Chargé d’affaires a.i. Mark Cullinane’s Remarks
Handover Event of Maternal & Child Health Equipment & Materials
USAID Zika Project
Wednesday, February 19, 2020
Collette Adams, Permanent Secretary, Ministry of Public Health –
Dr Karen Gordon Boyle, Deputy Chief Medical Officer –
Dr Oneka Scott, Director Maternal and Child Health –
Health Practitioners from all over Guyana –
Ladies and gentlemen –
A very good morning.
It is my pleasure to be here for today’s handover of maternal and child health equipment and materials to the Ministry of Public Health, Guyana. The handover of these items today is a manifestation of the important health partnership between our two governments that supported clinical and non-clinical Zika services benefiting infants, children, and families of Guyana.
The US Government’s support to Guyana’s health programs goes back decades and spans a wide range of areas including HIV/AIDS, Malaria, Dengue, supply chain management and health systems strengthening. Today, we are here to focus on our Zika prevention work which started in September 2016 with funding provided to the Guyana Red Cross to engage communities in the prevention of Zika transmission in their neighborhoods.
In March 2018, we began more work with the Maternal and Child Survival Program in close partnership with the Ministry of Public Health to improve the clinical capacity of service providers to care for new-borns and small babies.
Some of the notable successes of this partnership includes improved ability of 104 health workers to treat children with Zika and provide psychosocial support to mothers and families affected by Zika.
The re-vitalization of a support group for caregivers of children with development delays, such as those affected by Zika, and the integration of therapeutic early stimulation into the public health nursing curriculum at the University of Guyana are among the project’s many successes.
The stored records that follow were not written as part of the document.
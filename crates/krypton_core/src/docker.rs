//! Thin typed capability surface over the Docker Engine.
//!
//! The gateway never decodes the multiplexed log framing; that is the
//! session multiplexer's job (`websocket::stream`).

use std::time::Duration;

use bollard::container::{
    AttachContainerOptions, AttachContainerResults, Config, CreateContainerOptions,
    KillContainerOptions, LogsOptions, RemoveContainerOptions, RestartContainerOptions,
    StartContainerOptions, Stats, StatsOptions, StopContainerOptions, WaitContainerOptions,
};
use bollard::exec::{CreateExecOptions, StartExecResults};
use bollard::image::CreateImageOptions;
use bollard::Docker;
use futures::stream::{Stream, StreamExt};

use crate::error::{Error, Result};

/// Upper bound on a single image pull, layers included.
const PULL_TIMEOUT: Duration = Duration::from_secs(15 * 60);

pub fn is_404(err: &bollard::errors::Error) -> bool {
    use bollard::errors::Error::DockerResponseServerError;
    matches!(err, DockerResponseServerError { status_code: 404, .. })
}

/// Snapshot of a container's state, from inspect.
#[derive(Debug, Clone)]
pub struct ContainerStatus {
    pub state: String,
    pub running: bool,
    pub started_at: Option<String>,
    pub finished_at: Option<String>,
    pub error: Option<String>,
    pub exit_code: Option<i64>,
    pub oom_killed: bool,
}

/// Result of waiting for a container to exit.
#[derive(Debug, Clone)]
pub struct ExitStatus {
    pub code: i64,
    pub error: Option<String>,
}

/// One resource sample, reduced from the engine's stats payload.
#[derive(Debug, Clone, Copy, Default)]
pub struct ResourceSample {
    pub cpu_total: u64,
    pub cpu_system: u64,
    pub precpu_total: u64,
    pub precpu_system: u64,
    pub online_cpus: u32,
    pub memory_used: u64,
    pub memory_limit: u64,
    pub rx_bytes: u64,
    pub tx_bytes: u64,
}

/// CPU usage percentage for one sample, clamped to 100.
pub fn cpu_percent(sample: &ResourceSample) -> f64 {
    let delta_total = sample.cpu_total.saturating_sub(sample.precpu_total) as f64;
    let delta_system = sample.cpu_system.saturating_sub(sample.precpu_system) as f64;

    if delta_system <= 0.0 {
        return 0.0;
    }

    (delta_total / delta_system * f64::from(sample.online_cpus) * 100.0).min(100.0)
}

impl From<Stats> for ResourceSample {
    fn from(stats: Stats) -> Self {
        let (rx_bytes, tx_bytes) = stats
            .networks
            .iter()
            .flatten()
            .fold((0, 0), |(rx, tx), (_, net)| {
                (rx + net.rx_bytes, tx + net.tx_bytes)
            });

        ResourceSample {
            cpu_total: stats.cpu_stats.cpu_usage.total_usage,
            cpu_system: stats.cpu_stats.system_cpu_usage.unwrap_or(0),
            precpu_total: stats.precpu_stats.cpu_usage.total_usage,
            precpu_system: stats.precpu_stats.system_cpu_usage.unwrap_or(0),
            online_cpus: stats.cpu_stats.online_cpus.unwrap_or(1) as u32,
            memory_used: stats.memory_stats.usage.unwrap_or(0),
            memory_limit: stats.memory_stats.limit.unwrap_or(0),
            rx_bytes,
            tx_bytes,
        }
    }
}

/// Handle to the container engine.
#[derive(Clone)]
pub struct Gateway {
    api: Docker,
}

impl Gateway {
    pub fn connect() -> Result<Self> {
        let api = Docker::connect_with_defaults()?;
        Ok(Self { api })
    }

    /// Pull an image, consuming the engine's progress stream to completion;
    /// returning earlier would not guarantee the image is present.
    pub async fn pull(&self, image: &str) -> Result<()> {
        tracing::info!("pulling image {image}");

        let opts = CreateImageOptions {
            from_image: image,
            ..Default::default()
        };

        let pull = async {
            let mut stream = self.api.create_image(Some(opts), None, None);

            while let Some(progress) = stream.next().await {
                match progress {
                    Ok(info) => {
                        if let Some(status) = info.status {
                            tracing::debug!("pull {image}: {status}");
                        }
                    }
                    Err(source) => {
                        return Err(Error::ImagePullFailed {
                            image: image.to_owned(),
                            source,
                        });
                    }
                }
            }

            Ok(())
        };

        match tokio::time::timeout(PULL_TIMEOUT, pull).await {
            Ok(result) => result,
            Err(_) => Err(Error::Internal(format!("pull of {image} timed out"))),
        }
    }

    pub async fn create_container(&self, name: &str, config: Config<String>) -> Result<String> {
        let opts = CreateContainerOptions {
            name: name.to_owned(),
            platform: None,
        };

        let response = self.api.create_container(Some(opts), config).await?;

        for warning in &response.warnings {
            tracing::warn!("engine warning while creating {name}: {warning}");
        }

        Ok(response.id)
    }

    pub async fn start(&self, id: &str) -> Result<()> {
        self.api
            .start_container(id, None::<StartContainerOptions<String>>)
            .await?;
        Ok(())
    }

    pub async fn stop(&self, id: &str, grace: Duration) -> Result<()> {
        let opts = StopContainerOptions {
            t: grace.as_secs() as i64,
        };
        self.api.stop_container(id, Some(opts)).await?;
        Ok(())
    }

    pub async fn kill(&self, id: &str) -> Result<()> {
        self.api
            .kill_container(id, None::<KillContainerOptions<String>>)
            .await?;
        Ok(())
    }

    pub async fn restart(&self, id: &str, grace: Duration) -> Result<()> {
        let opts = RestartContainerOptions {
            t: grace.as_secs() as isize,
        };
        self.api.restart_container(id, Some(opts)).await?;
        Ok(())
    }

    /// Force-remove a container. `remove_volumes` also deletes anonymous
    /// volumes. A container that is already gone is not an error.
    pub async fn force_remove(&self, id: &str, remove_volumes: bool) -> Result<()> {
        let opts = RemoveContainerOptions {
            force: true,
            v: remove_volumes,
            link: false,
        };

        match self.api.remove_container(id, Some(opts)).await {
            Ok(()) => Ok(()),
            Err(e) if is_404(&e) => Ok(()),
            Err(e) => Err(e.into()),
        }
    }

    /// Inspect a container; `None` if it does not exist.
    pub async fn inspect(&self, id: &str) -> Result<Option<ContainerStatus>> {
        let response = match self.api.inspect_container(id, None).await {
            Ok(r) => r,
            Err(e) if is_404(&e) => return Ok(None),
            Err(e) => return Err(e.into()),
        };

        let state = response.state.unwrap_or_default();

        Ok(Some(ContainerStatus {
            state: state
                .status
                .map(|s| s.to_string())
                .unwrap_or_else(|| "unknown".to_owned()),
            running: state.running.unwrap_or(false),
            started_at: state.started_at,
            finished_at: state.finished_at,
            error: state.error.filter(|e| !e.is_empty()),
            exit_code: state.exit_code,
            oom_killed: state.oom_killed.unwrap_or(false),
        }))
    }

    /// Block until the container exits.
    pub async fn wait(&self, id: &str) -> Result<ExitStatus> {
        let mut stream = self
            .api
            .wait_container(id, None::<WaitContainerOptions<String>>);

        match stream.next().await {
            Some(Ok(response)) => Ok(ExitStatus {
                code: response.status_code,
                error: response.error.and_then(|e| e.message),
            }),
            // the engine reports non-zero exits of auto-remove containers as
            // a response error carrying the status code
            Some(Err(bollard::errors::Error::DockerContainerWaitError { code, .. })) => {
                Ok(ExitStatus { code, error: None })
            }
            Some(Err(e)) => Err(e.into()),
            None => Err(Error::Internal(format!(
                "wait stream for {id} ended without a result"
            ))),
        }
    }

    /// Attach to a container's standard streams.
    pub async fn attach(&self, id: &str) -> Result<AttachContainerResults> {
        let opts = AttachContainerOptions::<String> {
            stdin: Some(true),
            stdout: Some(true),
            stderr: Some(true),
            stream: Some(true),
            logs: Some(true),
            detach_keys: None,
        };

        Ok(self.api.attach_container(id, Some(opts)).await?)
    }

    /// Stdin-only attach used for command forwarding. No signal proxying,
    /// no output streams.
    pub async fn attach_stdin(&self, id: &str) -> Result<AttachContainerResults> {
        let opts = AttachContainerOptions::<String> {
            stdin: Some(true),
            stdout: Some(false),
            stderr: Some(false),
            stream: Some(true),
            logs: Some(false),
            detach_keys: None,
        };

        Ok(self.api.attach_container(id, Some(opts)).await?)
    }

    /// Follow a container's output from now on. Chunks are raw bytes; the
    /// caller decodes the engine's stream framing.
    pub fn follow_logs(
        &self,
        id: &str,
    ) -> impl Stream<Item = std::result::Result<Vec<u8>, bollard::errors::Error>> {
        let opts = LogsOptions::<String> {
            follow: true,
            stdout: true,
            stderr: true,
            tail: "0".to_owned(),
            ..Default::default()
        };

        self.api
            .logs(id, Some(opts))
            .map(|item| item.map(|output| output.into_bytes().to_vec()))
    }

    /// One-shot resource snapshot.
    pub async fn stats_once(&self, id: &str) -> Result<ResourceSample> {
        let opts = StatsOptions {
            stream: false,
            one_shot: true,
        };

        let mut stream = self.api.stats(id, Some(opts));

        match stream.next().await {
            Some(Ok(stats)) => Ok(stats.into()),
            Some(Err(e)) => Err(e.into()),
            None => Err(Error::Internal(format!("stats stream for {id} was empty"))),
        }
    }

    /// Run a command inside a running container and collect its output.
    pub async fn exec(&self, id: &str, cmd: Vec<String>) -> Result<String> {
        let opts = CreateExecOptions {
            cmd: Some(cmd),
            attach_stdout: Some(true),
            attach_stderr: Some(true),
            ..Default::default()
        };

        let exec = self.api.create_exec(id, opts).await?;
        let started = self.api.start_exec(&exec.id, None).await?;

        match started {
            StartExecResults::Attached { mut output, .. } => {
                let mut collected = String::new();
                while let Some(chunk) = output.next().await {
                    let chunk = chunk?;
                    collected.push_str(&String::from_utf8_lossy(&chunk.into_bytes()));
                }
                Ok(collected)
            }
            StartExecResults::Detached => Ok(String::new()),
        }
    }
}

#[cfg(test)]
mod tests {
    use super::*;

    fn sample(total: u64, system: u64, pre_total: u64, pre_system: u64, cpus: u32) -> ResourceSample {
        ResourceSample {
            cpu_total: total,
            cpu_system: system,
            precpu_total: pre_total,
            precpu_system: pre_system,
            online_cpus: cpus,
            ..Default::default()
        }
    }

    #[test]
    fn cpu_percent_scales_with_online_cpus() {
        // 10% of the system delta, 4 cores: 40%
        let s = sample(100, 1000, 0, 0, 4);
        assert!((cpu_percent(&s) - 40.0).abs() < f64::EPSILON);
    }

    #[test]
    fn cpu_percent_clamps_at_one_hundred() {
        let s = sample(5000, 1000, 0, 0, 8);
        assert!((cpu_percent(&s) - 100.0).abs() < f64::EPSILON);
    }

    #[test]
    fn cpu_percent_handles_missing_system_delta() {
        let s = sample(100, 500, 50, 500, 2);
        assert_eq!(cpu_percent(&s), 0.0);
    }
}
//! Host-side volume layout for a managed server.

use std::path::{Path, PathBuf};

/// Map any character outside `[A-Za-z0-9._-]` to `_`.
pub fn sanitize(id: &str) -> String {
    id.chars()
        .map(|c| {
            if c.is_ascii_alphanumeric() || matches!(c, '.' | '_' | '-') {
                c
            } else {
                '_'
            }
        })
        .collect()
}

/// Directory bind-mounted into containers at `/home/container` (runtime)
/// and `/mnt/server` (installer).
pub fn path(volumes_dir: &Path, id: &str) -> PathBuf {
    volumes_dir.join(sanitize(id))
}

#[cfg(test)]
mod tests {
    use proptest::prelude::*;

    use super::*;

    #[test]
    fn keeps_safe_characters() {
        assert_eq!(sanitize("srv-1.alpha_B"), "srv-1.alpha_B");
    }

    #[test]
    fn maps_unsafe_characters_to_underscores() {
        assert_eq!(sanitize("../etc/passwd"), ".._etc_passwd");
        assert_eq!(sanitize("a b/c"), "a_b_c");
    }

    proptest! {
        #[test]
        fn sanitize_is_idempotent_and_stays_in_the_safe_set(id in ".{0,40}") {
            let once = sanitize(&id);
            prop_assert_eq!(&sanitize(&once), &once);
            prop_assert!(once
                .chars()
                .all(|c| c.is_ascii_alphanumeric() || matches!(c, '.' | '_' | '-')));
        }
    }
}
Guyanese healthcare workers now also have increased access to clinical literature and job aids to improve the quality of care and support available to affected infants and families.
While this work focused specifically on Zika, I would like to underscore that the investments made are far reaching and will help strengthen the public health response to diseases and improve the scope and quality of support services available to any child with development delays regardless of the cause.
The tools, procedures, and systems developed during and after the recent Zika outbreak can, and should, be used to ensure a strong and effective response to any future outbreak and to minimize the detrimental health and development impact of Zika on future generations.
The handover of these materials and equipment today at an estimated value of 21,000 USD will complement the tools, systems and procedures developed during the active phase of the Zika project in Guyana and contribute to improving the ongoing work at health facilities across the country.
On behalf of the American people, I would like to thank the Ministry of Public Health for a successful public health partnership with us and wish you all the best in using these tools to improve the health of Guyana’s citizens, well into the future.